**What you need to do**.
Your result should be every line of the records below that contains the word "CompleteOptions".

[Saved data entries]
%%
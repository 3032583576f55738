//! Persona identity, context composition and the persona core.

use async_trait::async_trait;
use personax_core::completion::Completion;
use personax_core::error::{RegistryError, Result};
use personax_core::message::{Ledger, Message, MessageRules};
use personax_core::tool::ToolRegistry;
use serde_json::{Map, Value};
use std::sync::Arc;
use tracing::debug;

use crate::engine::{CompletionEngine, CompletionRequest};
use crate::streaming::StreamingCompletion;

/// Free-form extras handed to the context composer.
pub type ContextExtras = Map<String, Value>;

/// Turns caller messages into the enriched list that seeds the ledger.
///
/// The result must satisfy [`MessageRules::SEEDED`].
#[async_trait]
pub trait ContextComposer: Send + Sync {
    async fn compose(&self, messages: Vec<Message>, extras: &ContextExtras) -> Result<Vec<Message>>;
}

/// Uses the caller's messages as they are.
#[derive(Debug, Clone, Copy, Default)]
pub struct PassthroughComposer;

#[async_trait]
impl ContextComposer for PassthroughComposer {
    async fn compose(&self, messages: Vec<Message>, _extras: &ContextExtras) -> Result<Vec<Message>> {
        Ok(messages)
    }
}

/// Prepends a fixed system prompt.
#[derive(Debug, Clone)]
pub struct SystemPromptComposer {
    prompt: String,
}

impl SystemPromptComposer {
    pub fn new(prompt: impl Into<String>) -> Self {
        Self { prompt: prompt.into() }
    }
}

#[async_trait]
impl ContextComposer for SystemPromptComposer {
    async fn compose(&self, messages: Vec<Message>, _extras: &ContextExtras) -> Result<Vec<Message>> {
        let mut out = Vec::with_capacity(messages.len() + 1);
        out.push(Message::system(self.prompt.clone()));
        out.extend(messages);
        Ok(out)
    }
}

/// Identity of a persona: `name[-version][@scenario]`.
///
/// The version `latest` and the scenario `default` are left out of the
/// rendered id.
#[derive(Debug, Clone, PartialEq, Eq, Hash)]
pub struct PersonaId {
    name: String,
    version: Option<String>,
    scenario: Option<String>,
}

impl PersonaId {
    pub fn new(name: impl Into<String>) -> std::result::Result<Self, RegistryError> {
        let name = name.into();
        if name.trim().is_empty() {
            return Err(RegistryError::Invalid("persona name cannot be empty".into()));
        }
        Ok(Self {
            name,
            version: None,
            scenario: None,
        })
    }

    pub fn with_version(mut self, version: impl Into<String>) -> Self {
        self.version = Some(version.into());
        self
    }

    pub fn with_scenario(mut self, scenario: impl Into<String>) -> Self {
        self.scenario = Some(scenario.into());
        self
    }

    pub fn name(&self) -> &str {
        &self.name
    }

    pub fn version(&self) -> &str {
        self.version.as_deref().unwrap_or("latest")
    }

    pub fn scenario(&self) -> &str {
        self.scenario.as_deref().unwrap_or("default")
    }
}

impl std::fmt::Display for PersonaId {
    fn fmt(&self, f: &mut std::fmt::Formatter<'_>) -> std::fmt::Result {
        f.write_str(&self.name)?;
        if self.version() != "latest" {
            write!(f, "-{}", self.version())?;
        }
        if self.scenario() != "default" {
            write!(f, "@{}", self.scenario())?;
        }
        Ok(())
    }
}

/// Per-call options for [`Core::complete`].
#[derive(Debug, Clone, Default)]
pub struct CompleteOptions {
    pub stream: bool,
    pub extras: ContextExtras,
    pub cache_key: Option<String>,
    pub completion_id: Option<String>,
    /// Overrides the core's default.
    pub max_tokens: Option<u32>,
}

impl CompleteOptions {
    pub fn streaming() -> Self {
        Self {
            stream: true,
            ..Self::default()
        }
    }
}

/// What [`Core::complete`] produces.
#[derive(Debug)]
pub enum CompletionOutput {
    Complete(Completion),
    Stream(StreamingCompletion),
}

impl CompletionOutput {
    pub fn into_completion(self) -> Option<Completion> {
        match self {
            Self::Complete(c) => Some(c),
            Self::Stream(_) => None,
        }
    }

    pub fn into_stream(self) -> Option<StreamingCompletion> {
        match self {
            Self::Stream(s) => Some(s),
            Self::Complete(_) => None,
        }
    }
}

/// A persona: identity, context composition, tools and a completion engine.
pub struct Core {
    id: PersonaId,
    context: Arc<dyn ContextComposer>,
    tools: Arc<ToolRegistry>,
    engine: CompletionEngine,
    model: String,
    max_tokens: Option<u32>,
}

impl Core {
    pub fn new(id: PersonaId, engine: CompletionEngine, model: impl Into<String>) -> Self {
        Self {
            id,
            context: Arc::new(PassthroughComposer),
            tools: Arc::new(ToolRegistry::new()),
            engine,
            model: model.into(),
            max_tokens: None,
        }
    }

    pub fn with_context(mut self, context: Arc<dyn ContextComposer>) -> Self {
        self.context = context;
        self
    }

    pub fn with_tools(mut self, tools: ToolRegistry) -> Self {
        self.tools = Arc::new(tools);
        self
    }

    pub fn with_max_tokens(mut self, max_tokens: Option<u32>) -> Self {
        self.max_tokens = max_tokens;
        self
    }

    pub fn id(&self) -> &PersonaId {
        &self.id
    }

    pub fn model(&self) -> &str {
        &self.model
    }

    pub fn tools(&self) -> &ToolRegistry {
        &self.tools
    }

    pub fn engine(&self) -> &CompletionEngine {
        &self.engine
    }

    /// Validate, compose, seed a fresh ledger and run the engine.
    pub async fn complete(&self, messages: Vec<Message>, options: CompleteOptions) -> Result<CompletionOutput> {
        MessageRules::INBOUND.validate(&messages)?;

        let composed = self.context.compose(messages, &options.extras).await?;
        let mut ledger = Ledger::seeded(composed)?;
        debug!(persona = %self.id, entries = ledger.len(), stream = options.stream, "Seeded ledger");

        let request = CompletionRequest {
            model: self.model.clone(),
            tools: Arc::clone(&self.tools),
            max_tokens: options.max_tokens.or(self.max_tokens),
            cache_key: options.cache_key,
            completion_id: options.completion_id,
        };

        if options.stream {
            Ok(CompletionOutput::Stream(self.engine.complete_stream(ledger, request)))
        } else {
            let completion = self.engine.complete(&mut ledger, &request).await?;
            Ok(CompletionOutput::Complete(completion))
        }
    }
}

impl std::fmt::Debug for Core {
    fn fmt(&self, f: &mut std::fmt::Formatter<'_>) -> std::fmt::Result {
        f.debug_struct("Core")
            .field("id", &self.id.to_string())
            .field("model", &self.model)
            .field("tools", &self.tools)
            .field("engine", &self.engine)
            .finish_non_exhaustive()
    }
}

#[cfg(test)]
mod tests {
    use super::*;

    #[test]
    fn id_omits_latest_and_default() {
        let id = PersonaId::new("helper").unwrap();
        assert_eq!(id.to_string(), "helper");
        assert_eq!(id.clone().with_version("latest").to_string(), "helper");
        assert_eq!(id.clone().with_version("2").to_string(), "helper-2");
        assert_eq!(id.clone().with_scenario("default").to_string(), "helper");
        assert_eq!(
            id.with_version("2").with_scenario("travel").to_string(),
            "helper-2@travel"
        );
    }

    #[test]
    fn empty_name_rejected() {
        assert!(matches!(PersonaId::new("  "), Err(RegistryError::Invalid(_))));
    }

    #[tokio::test]
    async fn system_prompt_is_prepended() {
        let composer = SystemPromptComposer::new("Be brief.");
        let out = composer
            .compose(vec![Message::user("hi")], &ContextExtras::new())
            .await
            .unwrap();
        assert_eq!(out, vec![Message::system("Be brief."), Message::user("hi")]);
        MessageRules::SEEDED.validate(&out).unwrap();
    }
}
%%
**Output below**.
pub struct CompleteOptions {
impl CompleteOptions {
    pub async fn complete(&self, messages: Vec<Message>, options: CompleteOptions) -> Result<CompletionOutput> {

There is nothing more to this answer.